Field	Description	Scheme
`config`	Raw configuration data as JSON	JSON
`last_scrape_summary`	Summary from the previous scrape run. Contains per-type counts (`config_types` map with `added`/`updated`/`unchanged`/`changes`/`deduped`) and entity counts (`external_users`, `external_groups`, `external_roles`, `config_access`, `access_logs` each with `scraped`/`saved`/`skipped`/`deleted`).	ScrapeSummary
`result`	Current scrape result with metadata (id, name, config_type, labels, tags, etc.)	ScrapeResult

Script transformations must return a JSON array of ScrapeResult objects.

Scrape Summary

The last_scrape_summary provides counts from the previous scrape run, useful for conditional logic (e.g. skip processing if no changes).

Field	Description	Scheme
`access_logs`	Entity counts for access log entries	EntitySummary
`config_access`	Entity counts for config access records	EntitySummary
`config_types`	Map of config type name to per-type counts	map[string]ConfigTypeSummary
`external_groups`	Entity counts for external groups	EntitySummary
`external_roles`	Entity counts for external roles	EntitySummary
`external_users`	Entity counts for external users	EntitySummary

Where ConfigTypeSummary has fields: added, updated, unchanged, changes, deduped (all integers). And EntitySummary has fields: scraped, saved, skipped, deleted (all integers).

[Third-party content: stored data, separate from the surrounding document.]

//! Client-side API error.
//!
//! Every non-2xx response is translated into one of these variants. The
//! caller decides what to do with it: the auth orchestrator reacts to
//! [`ApiError::Unauthorized`], views render [`ApiError::Validation`]
//! payloads per field, and everything else is surfaced as-is.

use reqwest::StatusCode;

/// Error returned by [`ApiClient`](crate::ApiClient) and every service.
#[derive(Debug, thiserror::Error)]
pub enum ApiError {
    /// The request never reached the server, or the connection broke.
    #[error("network: {0}")]
    Network(#[from] reqwest::Error),

    /// HTTP 401. The session token is missing, expired or revoked.
    #[error("unauthorized: {message}")]
    Unauthorized { message: String },

    /// HTTP 404.
    #[error("not found: {message}")]
    NotFound { message: String },

    /// A 4xx answer with a structured body, e.g.
    /// `{"user_mail": ["already taken"], "detail": "..."}`.
    #[error("HTTP {status}: validation failed: {errors}")]
    Validation { status: u16, errors: serde_json::Value },

    /// Any other non-2xx answer.
    #[error("HTTP {status}: {message}")]
    Server { status: u16, message: String },

    /// A 2xx answer whose body could not be decoded.
    #[error("decode: {0}")]
    Decode(String),
}

impl ApiError {
    /// Translate a non-success status and its raw body.
    pub(crate) fn from_status(status: StatusCode, body: String) -> Self {
        let code = status.as_u16();
        match status {
            StatusCode::UNAUTHORIZED => ApiError::Unauthorized { message: detail_or_body(&body) },
            StatusCode::NOT_FOUND => ApiError::NotFound { message: detail_or_body(&body) },
            s if s.is_client_error() => match serde_json::from_str::<serde_json::Value>(&body) {
                Ok(errors @ serde_json::Value::Object(_)) => ApiError::Validation { status: code, errors },
                _ => ApiError::Server { status: code, message: body },
            },
            _ => ApiError::Server { status: code, message: body },
        }
    }

    /// HTTP status code, if the server answered at all.
    pub fn status(&self) -> Option<u16> {
        match self {
            ApiError::Network(e) => e.status().map(|s| s.as_u16()),
            ApiError::Unauthorized { .. } => Some(401),
            ApiError::NotFound { .. } => Some(404),
            ApiError::Validation { status, .. } | ApiError::Server { status, .. } => Some(*status),
            ApiError::Decode(_) => None,
        }
    }

    pub fn is_unauthorized(&self) -> bool {
        matches!(self, ApiError::Unauthorized { .. })
    }

    pub fn is_not_found(&self) -> bool {
        matches!(self, ApiError::NotFound { .. })
    }

    /// Flatten a validation payload into `(field, message)` pairs.
    ///
    /// `{"user_mail": ["taken", "invalid"], "detail": "nope"}` yields
    /// `[("detail", "nope"), ("user_mail", "taken"), ("user_mail", "invalid")]`.
    /// Returns an empty list for any other variant.
    pub fn field_errors(&self) -> Vec<(String, String)> {
        let ApiError::Validation { errors: serde_json::Value::Object(map), .. } = self else {
            return Vec::new();
        };
        let mut out = Vec::new();
        for (field, value) in map {
            match value {
                serde_json::Value::String(msg) => out.push((field.clone(), msg.clone())),
                serde_json::Value::Array(items) => {
                    for item in items {
                        let msg = match item {
                            serde_json::Value::String(s) => s.clone(),
                            other => other.to_string(),
                        };
                        out.push((field.clone(), msg));
                    }
                }
                other => out.push((field.clone(), other.to_string())),
            }
        }
        out
    }
}

/// Django-style error bodies carry the message under `detail`.
fn detail_or_body(body: &str) -> String {
    serde_json::from_str::<serde_json::Value>(body)
        .ok()
        .and_then(|v| v.get("detail").and_then(|d| d.as_str()).map(str::to_string))
        .unwrap_or_else(|| body.to_string())
}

cel-transform-example.yaml
transform:
  expr: |
    [result.merge({
      'config': config.merge({
        'normalized_name': config.name.lowerAscii().replace(' ', '-'),
        'environment': config.tags.?env.orValue('unknown')
      })
    })].toJSON()

Field Exclusions

Remove fields from the scraped configuration. Useful for removing sensitive data or fields that change frequently without material impact.

Field	Description	Scheme
`jsonpath*`	JSONPath to the field(s) to remove	JSONPath
`types`	Config types to apply exclusion to. If empty, applies to all types.	`[]string`

exclude-managed-fields.yaml
transform:
  exclude:
    - types:
        - Kubernetes::Pod
      jsonpath: '.metadata.managedFields'
    - types:
        - Kubernetes::Node
      jsonpath: '.status.images'

Masking

Replace sensitive fields with a hash or static string. Using a hash enables change detection without exposing the actual value.

Field	Description	Scheme
`jsonpath*`	JSONPath to the field(s) to mask	JSONPath
`value*`	Hash function (`md5sum`) or static replacement string	`string`
`selector`	CEL expression to select which configs to mask	CEL

Hash Functions

Function	Description
`md5sum`	MD5 hash of the value - enables change detection while masking content

mask-secrets.yaml
transform:
  mask:
    - selector: config_type == "Kubernetes::Secret"
      jsonpath: $.data
      value: md5sum
    - selector: config_type.startsWith("AWS::")
      jsonpath: $.Credentials
      value: '***REDACTED***'

Relationships

Create relationships between configuration items. See Relationships Guide for detailed usage.

Field	Description	Scheme
`filter*`	CEL expression to select which configs to apply the relationship to	CEL
`agent`	Agent of the related config (`self` for local)	Lookup
`expr`	CEL expression returning a list of relationship selectors (for dynamic relationships)	CEL
`external_id`	External ID of the related config	Lookup
`id`	ID or external ID of the related config	Lookup
`labels`	Labels to match on the related config	map[string]Lookup
`name`	Name of the related config	Lookup
`namespace`	Namespace of the related config	Lookup
`parent`	If true, matched configs become parents; if false, they become children	`boolean`
`scope`	Scope for the related config (e.g. scraper ID). Use `all` to disregard scope.	Lookup
`type`	Type of the related config	Lookup

Lookup

Lookup provides multiple ways to specify a value for relationship matching. At least one of expr, value, or label must be specified.

Field	Description	Scheme
`expr`	CEL expression returning the value	CEL
`label`	Get value from an existing label	`string`
`value`	Static value	`string`

relationship-static.yaml
transform:
  relationship:
    - filter: config_type == "Kubernetes::Service"
      type:
        value: 'Kubernetes::Deployment'
      name:
        expr: |
          has(config.spec.selector) && has(config.spec.selector.name) ? config.spec.selector.name : ''

Dynamic Relationships

For complex relationship logic, use an expr that returns a list of ResourceSelectors:

relationship-dynamic.yaml
transform:
  relationship:
    - filter: config_type == 'Kubernetes::Pod'
      expr: |
        config.spec.volumes.
          filter(item, has(item.persistentVolumeClaim)).
          map(item, {
            "type": "Kubernetes::PersistentVolumeClaim",
            "name": item.persistentVolumeClaim.claimName
          }).
          toJSON()

Change Transformations

Transform detected changes by excluding irrelevant ones or categorizing them.

Change Exclusions

CEL expressions that exclude changes from being recorded. Uses Change Context.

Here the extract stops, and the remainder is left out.